人間は、恐怖や不安があるからこそ、生命の安全を維持できるのです。今回の新型コロナウイルスのことで言えば、新型コロナに対する恐怖や不安があることによって強制されなくても自主的に外出を控え自粛するのです。恐れの感情があるからこそ、秩序も保たれるのです。一人一人の中に無秩序への恐怖があることによって、社会の秩序を保持していくことができるのです。

著者は言います。

「恐怖や不安などの感情に気づく→そのような感情を生み出している自分の思考パターンに気づき受け入れる→新しい思考で心をフローな状態にする→やるべきことを考え明確にする→それを実行する。
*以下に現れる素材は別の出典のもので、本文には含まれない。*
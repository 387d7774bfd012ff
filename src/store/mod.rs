pub mod filter;
pub mod memory;
pub mod mongo;
pub mod traits;

pub use filter::*;
pub use memory::*;
pub use mongo::*;
pub use traits::*;
use std::sync::Arc;

use crate::analytics::AnalyticsSource;
use crate::api::rate_limit::RateLimiter;
use crate::chat::{ChatHub, ChatService};
use crate::config::AppConfig;
use crate::store::Store;

/// Everything a handler can reach: the store plus the long-lived services
/// built on top of it.
pub struct AppState<S> {
    pub store: Arc<S>,
    pub chat: ChatService<S>,
    pub analytics: Arc<dyn AnalyticsSource>,
    pub limiter: Arc<RateLimiter>,
    pub config: Arc<AppConfig>,
}

impl<S> Clone for AppState<S> {
    fn clone(&self) -> Self {
        Self {
            store: self.store.clone(),
            chat: self.chat.clone(),
            analytics: self.analytics.clone(),
            limiter: self.limiter.clone(),
            config: self.config.clone(),
        }
    }
}

impl<S: Store> AppState<S> {
    pub fn new(store: Arc<S>, analytics: Arc<dyn AnalyticsSource>, config: AppConfig) -> Self {
        let chat = ChatService::new(store.clone(), Arc::new(ChatHub::new()));
        let limiter = Arc::new(RateLimiter::new(&config.rate_limit));
        Self {
            store,
            chat,
            analytics,
            limiter,
            config: Arc::new(config),
        }
    }
}
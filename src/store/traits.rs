use anyhow::Result;

use crate::model::{ChatMessage, ChatThread, Document};
use crate::store::filter::Filter;

#[derive(Debug, Clone, Copy, PartialEq, Eq, Default)]
pub struct UpdateOutcome {
    pub matched: u64,
    pub modified: u64,
}

/// Collection-level operations shared by every resource router.
#[async_trait::async_trait]
pub trait DocumentStore: Send + Sync {
    async fn find(&self, collection: &str, filter: &Filter) -> Result<Vec<Document>>;
    async fn find_one(&self, collection: &str, filter: &Filter) -> Result<Option<Document>>;
    /// Insert and return the stored document, `_id` included.
    async fn insert_one(&self, collection: &str, doc: Document) -> Result<Document>;
    /// All-or-nothing bulk insert.
    async fn insert_many(&self, collection: &str, docs: Vec<Document>) -> Result<Vec<Document>>;
    /// `$set` the given fields on the first match.
    async fn update_one(
        &self,
        collection: &str,
        filter: &Filter,
        set: Document,
    ) -> Result<UpdateOutcome>;
    async fn delete_one(&self, collection: &str, filter: &Filter) -> Result<bool>;
    async fn delete_many(&self, collection: &str, filter: &Filter) -> Result<u64>;
    async fn count(&self, collection: &str, filter: &Filter) -> Result<u64>;
}

/// Per-user chat history
#[async_trait::async_trait]
pub trait ChatStore: Send + Sync {
    async fn get_thread(&self, user_id: &str) -> Result<Option<ChatThread>>;
    async fn list_threads(&self) -> Result<Vec<ChatThread>>;
    /// Append to the user's thread, creating it on first message.
    async fn append_message(
        &self,
        user_id: &str,
        user_name: Option<&str>,
        message: &ChatMessage,
    ) -> Result<()>;
    /// Flag every user-authored message read. Returns false when there is no thread.
    async fn mark_user_messages_read(&self, user_id: &str) -> Result<bool>;
    async fn delete_thread(&self, user_id: &str) -> Result<bool>;
}

pub trait Store: DocumentStore + ChatStore + Send + Sync {}
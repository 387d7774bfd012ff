use axum::{
    async_trait,
    extract::{FromRequest, FromRequestParts, Path, Request},
    http::request::Parts,
    Json,
};
use mongodb::bson::oid::ObjectId;
use serde::de::DeserializeOwned;

use crate::error::ApiError;
use crate::model::{is_uid, parse_object_id};

/// JSON body whose rejections become 400 responses in the API envelope.
#[derive(Debug, Clone)]
pub struct ValidJson<T>(pub T);

#[async_trait]
impl<T, S> FromRequest<S> for ValidJson<T>
where
    T: DeserializeOwned,
    S: Send + Sync,
{
    type Rejection = ApiError;

    async fn from_request(req: Request, state: &S) -> Result<Self, Self::Rejection> {
        match Json::<T>::from_request(req, state).await {
            Ok(Json(value)) => Ok(ValidJson(value)),
            Err(rejection) => Err(ApiError::bad_request(rejection.body_text())),
        }
    }
}

/// Single `:id` path segment that must be a 24-hex ObjectId.
#[derive(Debug, Clone, Copy)]
pub struct DocumentId(pub ObjectId);

#[async_trait]
impl<S> FromRequestParts<S> for DocumentId
where
    S: Send + Sync,
{
    type Rejection = ApiError;

    async fn from_request_parts(parts: &mut Parts, state: &S) -> Result<Self, Self::Rejection> {
        let Path(raw) = Path::<String>::from_request_parts(parts, state)
            .await
            .map_err(|_| ApiError::invalid_id())?;
        parse_object_id(&raw)
            .map(DocumentId)
            .ok_or_else(ApiError::invalid_id)
    }
}

/// Single path segment holding an external id (`[A-Za-z0-9_-]+`).
#[derive(Debug, Clone)]
pub struct ExternalId(pub String);

#[async_trait]
impl<S> FromRequestParts<S> for ExternalId
where
    S: Send + Sync,
{
    type Rejection = ApiError;

    async fn from_request_parts(parts: &mut Parts, state: &S) -> Result<Self, Self::Rejection> {
        let Path(raw) = Path::<String>::from_request_parts(parts, state)
            .await
            .map_err(|_| ApiError::invalid_id())?;
        if is_uid(&raw) {
            Ok(ExternalId(raw))
        } else {
            Err(ApiError::invalid_id())
        }
    }
}
use axum::{
    http::StatusCode,
    response::{IntoResponse, Response},
    Json,
};
use itertools::Itertools;
use serde::Serialize;
use thiserror::Error;

/// One failed field rule, reported back on routes that validate several fields.
#[derive(Debug, Clone, PartialEq, Serialize)]
pub struct FieldError {
    pub field: String,
    pub message: String,
}

impl FieldError {
    pub fn new(field: &str, message: &str) -> Self {
        Self {
            field: field.to_string(),
            message: message.to_string(),
        }
    }
}

#[derive(Debug, Error)]
pub enum ApiError {
    #[error("{0}")]
    BadRequest(String),

    #[error("{}", field_messages(.0))]
    Validation(Vec<FieldError>),

    #[error("{0}")]
    NotFound(String),

    #[error("Too many requests, please try again later")]
    RateLimited,

    #[error("Internal server error")]
    Internal(#[from] anyhow::Error),
}

pub type ApiResult<T> = Result<T, ApiError>;

fn field_messages(errors: &[FieldError]) -> String {
    if errors.is_empty() {
        return "Validation failed".to_string();
    }
    errors.iter().map(|e| e.message.as_str()).join(", ")
}

#[derive(Debug, Serialize)]
pub struct ErrorResponse {
    pub success: bool,
    pub message: String,
    #[serde(skip_serializing_if = "Option::is_none")]
    pub errors: Option<Vec<FieldError>>,
}

impl ApiError {
    pub fn bad_request(message: impl Into<String>) -> Self {
        Self::BadRequest(message.into())
    }

    pub fn not_found(message: impl Into<String>) -> Self {
        Self::NotFound(message.into())
    }

    pub fn invalid_id() -> Self {
        Self::BadRequest("Invalid ID format".to_string())
    }

    pub fn status_code(&self) -> StatusCode {
        match self {
            ApiError::BadRequest(_) | ApiError::Validation(_) => StatusCode::BAD_REQUEST,
            ApiError::NotFound(_) => StatusCode::NOT_FOUND,
            ApiError::RateLimited => StatusCode::TOO_MANY_REQUESTS,
            ApiError::Internal(_) => StatusCode::INTERNAL_SERVER_ERROR,
        }
    }
}

impl IntoResponse for ApiError {
    fn into_response(self) -> Response {
        let status = self.status_code();

        if let ApiError::Internal(cause) = &self {
            log::error!("Request failed: {:#}", cause);
        }

        let message = self.to_string();
        let body = match self {
            ApiError::Validation(errors) => ErrorResponse {
                success: false,
                message,
                errors: Some(errors),
            },
            _ => ErrorResponse {
                success: false,
                message,
                errors: None,
            },
        };

        (status, Json(body)).into_response()
    }
}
これが恐怖とうまく付き合い、最高のパーフォーマンスをするために私が提案する最上のメソッドです。」

ビジネスマンにとって、恐怖を力に変えれば集中力や行動の質も高まり、最高のパーフォーマンスを発揮できるようになりますし、日常生活でも恐怖や不安を感じた時に上記13の思考パターンのどれに該当するかに目を向ければ、恐怖や不安をコントロールでき冷静になって物事に取り組めるようになると思います。